§ **About this task**: Give the number of lines in the entries below that contain "rename". Write nothing besides it.

§ **Study material**:

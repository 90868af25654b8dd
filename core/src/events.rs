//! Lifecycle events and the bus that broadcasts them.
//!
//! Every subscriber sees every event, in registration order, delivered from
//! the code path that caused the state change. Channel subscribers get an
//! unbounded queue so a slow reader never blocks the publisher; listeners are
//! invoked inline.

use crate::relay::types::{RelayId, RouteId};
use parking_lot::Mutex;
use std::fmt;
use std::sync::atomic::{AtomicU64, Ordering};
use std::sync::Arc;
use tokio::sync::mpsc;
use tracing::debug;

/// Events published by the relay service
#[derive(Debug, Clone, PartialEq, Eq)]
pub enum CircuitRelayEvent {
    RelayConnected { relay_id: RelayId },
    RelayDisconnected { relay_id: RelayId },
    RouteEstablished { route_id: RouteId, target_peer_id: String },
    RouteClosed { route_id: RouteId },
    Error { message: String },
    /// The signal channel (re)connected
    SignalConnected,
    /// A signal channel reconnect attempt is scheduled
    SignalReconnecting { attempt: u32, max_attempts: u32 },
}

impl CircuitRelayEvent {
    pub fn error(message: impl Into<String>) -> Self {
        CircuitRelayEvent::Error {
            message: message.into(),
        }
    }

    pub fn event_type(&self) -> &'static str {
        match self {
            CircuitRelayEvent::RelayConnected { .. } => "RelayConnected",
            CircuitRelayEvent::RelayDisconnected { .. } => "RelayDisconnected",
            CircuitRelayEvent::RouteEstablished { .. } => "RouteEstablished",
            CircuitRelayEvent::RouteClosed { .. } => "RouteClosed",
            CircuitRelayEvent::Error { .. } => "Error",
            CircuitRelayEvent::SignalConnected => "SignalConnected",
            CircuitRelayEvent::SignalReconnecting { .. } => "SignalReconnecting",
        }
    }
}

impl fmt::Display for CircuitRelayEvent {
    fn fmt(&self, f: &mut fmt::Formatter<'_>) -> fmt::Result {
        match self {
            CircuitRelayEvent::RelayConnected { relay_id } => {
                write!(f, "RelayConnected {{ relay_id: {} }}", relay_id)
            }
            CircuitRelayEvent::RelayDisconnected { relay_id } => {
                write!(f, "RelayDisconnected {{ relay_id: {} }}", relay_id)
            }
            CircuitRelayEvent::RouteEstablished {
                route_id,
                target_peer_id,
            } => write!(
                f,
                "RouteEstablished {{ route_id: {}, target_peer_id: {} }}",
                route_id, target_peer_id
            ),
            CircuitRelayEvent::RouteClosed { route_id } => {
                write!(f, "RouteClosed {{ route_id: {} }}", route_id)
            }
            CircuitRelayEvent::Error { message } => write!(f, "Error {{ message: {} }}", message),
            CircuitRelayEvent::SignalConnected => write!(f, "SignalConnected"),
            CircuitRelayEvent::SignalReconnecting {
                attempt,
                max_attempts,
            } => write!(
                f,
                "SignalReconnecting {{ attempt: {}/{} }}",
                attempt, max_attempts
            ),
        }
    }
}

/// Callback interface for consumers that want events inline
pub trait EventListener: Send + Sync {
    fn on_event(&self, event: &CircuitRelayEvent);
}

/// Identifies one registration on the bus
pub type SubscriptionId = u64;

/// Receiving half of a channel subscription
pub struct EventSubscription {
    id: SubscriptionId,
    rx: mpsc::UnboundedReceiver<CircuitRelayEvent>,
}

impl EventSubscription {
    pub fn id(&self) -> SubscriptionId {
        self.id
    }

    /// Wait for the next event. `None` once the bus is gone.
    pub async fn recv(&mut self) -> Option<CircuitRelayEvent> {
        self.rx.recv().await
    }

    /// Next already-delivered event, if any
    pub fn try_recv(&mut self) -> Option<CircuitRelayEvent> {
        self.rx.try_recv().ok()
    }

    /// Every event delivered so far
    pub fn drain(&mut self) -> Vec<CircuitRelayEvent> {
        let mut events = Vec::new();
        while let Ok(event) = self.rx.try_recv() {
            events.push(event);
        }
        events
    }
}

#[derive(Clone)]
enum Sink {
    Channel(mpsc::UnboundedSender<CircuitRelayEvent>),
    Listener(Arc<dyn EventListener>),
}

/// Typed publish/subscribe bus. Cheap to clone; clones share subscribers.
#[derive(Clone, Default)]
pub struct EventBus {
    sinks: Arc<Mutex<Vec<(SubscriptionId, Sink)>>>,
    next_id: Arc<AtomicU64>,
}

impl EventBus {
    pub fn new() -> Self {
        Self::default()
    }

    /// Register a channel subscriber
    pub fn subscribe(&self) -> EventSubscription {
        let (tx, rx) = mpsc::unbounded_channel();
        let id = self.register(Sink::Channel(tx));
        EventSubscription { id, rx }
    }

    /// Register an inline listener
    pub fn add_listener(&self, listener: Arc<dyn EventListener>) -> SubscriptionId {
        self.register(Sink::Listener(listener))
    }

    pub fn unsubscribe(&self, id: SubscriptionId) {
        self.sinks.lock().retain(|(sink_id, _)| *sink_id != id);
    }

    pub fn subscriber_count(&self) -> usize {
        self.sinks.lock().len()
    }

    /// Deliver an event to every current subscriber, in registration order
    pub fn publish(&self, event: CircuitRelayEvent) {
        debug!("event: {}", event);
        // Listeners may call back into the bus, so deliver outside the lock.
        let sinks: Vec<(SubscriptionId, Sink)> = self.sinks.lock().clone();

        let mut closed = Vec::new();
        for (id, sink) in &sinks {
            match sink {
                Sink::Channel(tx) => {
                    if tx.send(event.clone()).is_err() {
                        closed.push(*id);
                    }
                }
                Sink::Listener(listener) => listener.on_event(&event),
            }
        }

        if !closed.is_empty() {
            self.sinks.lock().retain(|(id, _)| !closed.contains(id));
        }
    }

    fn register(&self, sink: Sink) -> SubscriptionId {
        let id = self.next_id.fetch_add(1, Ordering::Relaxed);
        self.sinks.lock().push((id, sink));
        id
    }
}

--

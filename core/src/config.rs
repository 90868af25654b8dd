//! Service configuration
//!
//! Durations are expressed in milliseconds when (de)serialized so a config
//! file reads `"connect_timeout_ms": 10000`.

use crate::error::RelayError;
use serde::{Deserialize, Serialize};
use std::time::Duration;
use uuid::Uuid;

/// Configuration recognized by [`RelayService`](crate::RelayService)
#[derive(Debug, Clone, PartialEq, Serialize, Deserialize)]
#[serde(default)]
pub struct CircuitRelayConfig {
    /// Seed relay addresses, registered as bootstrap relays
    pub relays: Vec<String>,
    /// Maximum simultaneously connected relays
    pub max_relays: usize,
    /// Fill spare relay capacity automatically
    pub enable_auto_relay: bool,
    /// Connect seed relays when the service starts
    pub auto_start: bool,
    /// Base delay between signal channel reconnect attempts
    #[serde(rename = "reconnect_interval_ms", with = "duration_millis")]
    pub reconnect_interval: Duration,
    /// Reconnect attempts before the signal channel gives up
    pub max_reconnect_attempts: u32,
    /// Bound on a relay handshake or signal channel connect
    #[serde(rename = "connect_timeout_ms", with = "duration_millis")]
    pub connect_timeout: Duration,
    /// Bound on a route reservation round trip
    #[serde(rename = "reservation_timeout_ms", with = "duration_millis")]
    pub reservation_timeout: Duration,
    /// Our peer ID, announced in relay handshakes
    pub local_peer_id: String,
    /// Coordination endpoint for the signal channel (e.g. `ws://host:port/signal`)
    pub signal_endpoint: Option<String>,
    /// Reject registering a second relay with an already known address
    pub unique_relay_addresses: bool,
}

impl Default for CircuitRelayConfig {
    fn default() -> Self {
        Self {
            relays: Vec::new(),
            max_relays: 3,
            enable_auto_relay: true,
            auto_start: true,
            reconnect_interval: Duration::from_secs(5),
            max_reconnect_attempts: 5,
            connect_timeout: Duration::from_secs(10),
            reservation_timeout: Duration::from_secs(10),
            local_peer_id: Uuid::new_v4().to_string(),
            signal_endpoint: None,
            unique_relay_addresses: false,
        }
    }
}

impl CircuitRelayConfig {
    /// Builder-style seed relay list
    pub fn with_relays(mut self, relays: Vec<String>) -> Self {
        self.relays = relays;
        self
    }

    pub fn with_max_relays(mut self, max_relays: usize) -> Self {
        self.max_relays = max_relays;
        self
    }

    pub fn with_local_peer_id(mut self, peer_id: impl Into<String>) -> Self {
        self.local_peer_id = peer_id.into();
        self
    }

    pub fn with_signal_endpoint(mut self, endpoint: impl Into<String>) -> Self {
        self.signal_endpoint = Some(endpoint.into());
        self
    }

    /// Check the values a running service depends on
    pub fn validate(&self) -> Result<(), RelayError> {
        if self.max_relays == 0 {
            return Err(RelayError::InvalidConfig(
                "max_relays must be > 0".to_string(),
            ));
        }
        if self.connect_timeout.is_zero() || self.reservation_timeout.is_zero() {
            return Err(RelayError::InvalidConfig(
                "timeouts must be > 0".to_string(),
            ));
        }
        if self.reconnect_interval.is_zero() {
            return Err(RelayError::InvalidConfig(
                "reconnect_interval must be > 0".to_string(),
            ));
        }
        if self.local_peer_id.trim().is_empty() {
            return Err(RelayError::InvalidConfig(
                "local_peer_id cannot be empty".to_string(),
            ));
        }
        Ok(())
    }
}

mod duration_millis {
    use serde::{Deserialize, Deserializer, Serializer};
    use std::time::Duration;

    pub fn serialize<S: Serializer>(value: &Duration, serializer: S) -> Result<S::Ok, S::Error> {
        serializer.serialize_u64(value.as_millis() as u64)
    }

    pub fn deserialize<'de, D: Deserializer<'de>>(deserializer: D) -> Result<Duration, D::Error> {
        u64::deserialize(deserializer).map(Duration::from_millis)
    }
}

§ **Written solution**: 3